Action item |
Every line in the data below that has the word "TextDelta" should be returned.

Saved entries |
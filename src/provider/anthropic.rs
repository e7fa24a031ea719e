//! Anthropic messages API (streaming).

use super::{check_status, http_client, LlmProvider, TokenSink};
use crate::domain::Message;
use anyhow::{anyhow, bail, Context, Result};
use async_trait::async_trait;
use eventsource_stream::Eventsource;
use futures::{Stream, StreamExt};
use reqwest::header::{HeaderMap, HeaderValue, CONTENT_TYPE};
use serde::{Deserialize, Serialize};
use std::fmt::Display;
use std::pin::pin;

const DEFAULT_BASE_URL: &str = "https://api.anthropic.com/v1";
const API_VERSION: &str = "2023-06-01";
const MAX_TOKENS: u32 = 4096;

pub struct AnthropicProvider {
    client: reqwest::Client,
    endpoint: String,
    model: String,
}

#[derive(Serialize)]
struct MessagesRequest<'a> {
    model: &'a str,
    max_tokens: u32,
    system: &'a str,
    messages: &'a [Message],
    stream: bool,
}

#[derive(Deserialize)]
#[serde(tag = "type", rename_all = "snake_case")]
enum StreamEvent {
    ContentBlockDelta { delta: Delta },
    MessageStop,
    Error { error: ApiError },
    #[serde(other)]
    Other,
}

#[derive(Deserialize)]
#[serde(tag = "type", rename_all = "snake_case")]
enum Delta {
    TextDelta { text: String },
    #[serde(other)]
    Other,
}

#[derive(Deserialize)]
struct ApiError {
    #[serde(rename = "type", default)]
    kind: String,
    #[serde(default)]
    message: String,
}

impl AnthropicProvider {
    pub fn new(api_key: String, model: String) -> Result<Self> {
        Self::with_base_url(api_key, model, DEFAULT_BASE_URL)
    }

    pub fn with_base_url(api_key: String, model: String, base_url: &str) -> Result<Self> {
        let mut key =
            HeaderValue::from_str(&api_key).context("API key contains invalid header characters")?;
        key.set_sensitive(true);
        let mut headers = HeaderMap::new();
        headers.insert("x-api-key", key);
        headers.insert("anthropic-version", HeaderValue::from_static(API_VERSION));
        headers.insert(CONTENT_TYPE, HeaderValue::from_static("application/json"));

        Ok(Self {
            client: http_client(headers)?,
            endpoint: format!("{}/messages", base_url.trim_end_matches('/')),
            model,
        })
    }
}

#[async_trait(?Send)]
impl LlmProvider for AnthropicProvider {
    fn name(&self) -> &'static str {
        "anthropic"
    }

    async fn complete(
        &self,
        system_message: &str,
        messages: &[Message],
        on_tokens: &mut TokenSink<'_>,
    ) -> Result<()> {
        let request = MessagesRequest {
            model: &self.model,
            max_tokens: MAX_TOKENS,
            system: system_message,
            messages,
            stream: true,
        };
        let response = self
            .client
            .post(&self.endpoint)
            .json(&request)
            .send()
            .await
            .context("Failed to reach the Anthropic API")?;
        let response = check_status("Anthropic", response).await?;
        stream_tokens(response.bytes_stream(), on_tokens).await
    }
}

/// Forward text deltas until `message_stop`; `error` events fail the call.
async fn stream_tokens<S, B, E>(stream: S, on_tokens: &mut TokenSink<'_>) -> Result<()>
where
    S: Stream<Item = Result<B, E>>,
    B: AsRef<[u8]>,
    E: Display,
{
    let mut events = pin!(stream.eventsource());
    while let Some(event) = events.next().await {
        let event =
            event.map_err(|err| anyhow!("Failed reading Anthropic response stream: {err}"))?;
        if event.data.trim().is_empty() {
            continue;
        }

        let parsed: StreamEvent = serde_json::from_str(&event.data)
            .with_context(|| format!("Unexpected Anthropic stream event: {}", event.data))?;
        match parsed {
            StreamEvent::ContentBlockDelta { delta: Delta::TextDelta { text } } => {
                if !text.is_empty() {
                    on_tokens(&text)?;
                }
            }
            StreamEvent::MessageStop => break,
            StreamEvent::Error { error } => {
                bail!("Anthropic stream error ({}): {}", error.kind, error.message)
            }
            StreamEvent::ContentBlockDelta { delta: Delta::Other } | StreamEvent::Other => {}
        }
    }
    Ok(())
}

Answer to this task |
    TextDelta { text: String },
            StreamEvent::ContentBlockDelta { delta: Delta::TextDelta { text } } => {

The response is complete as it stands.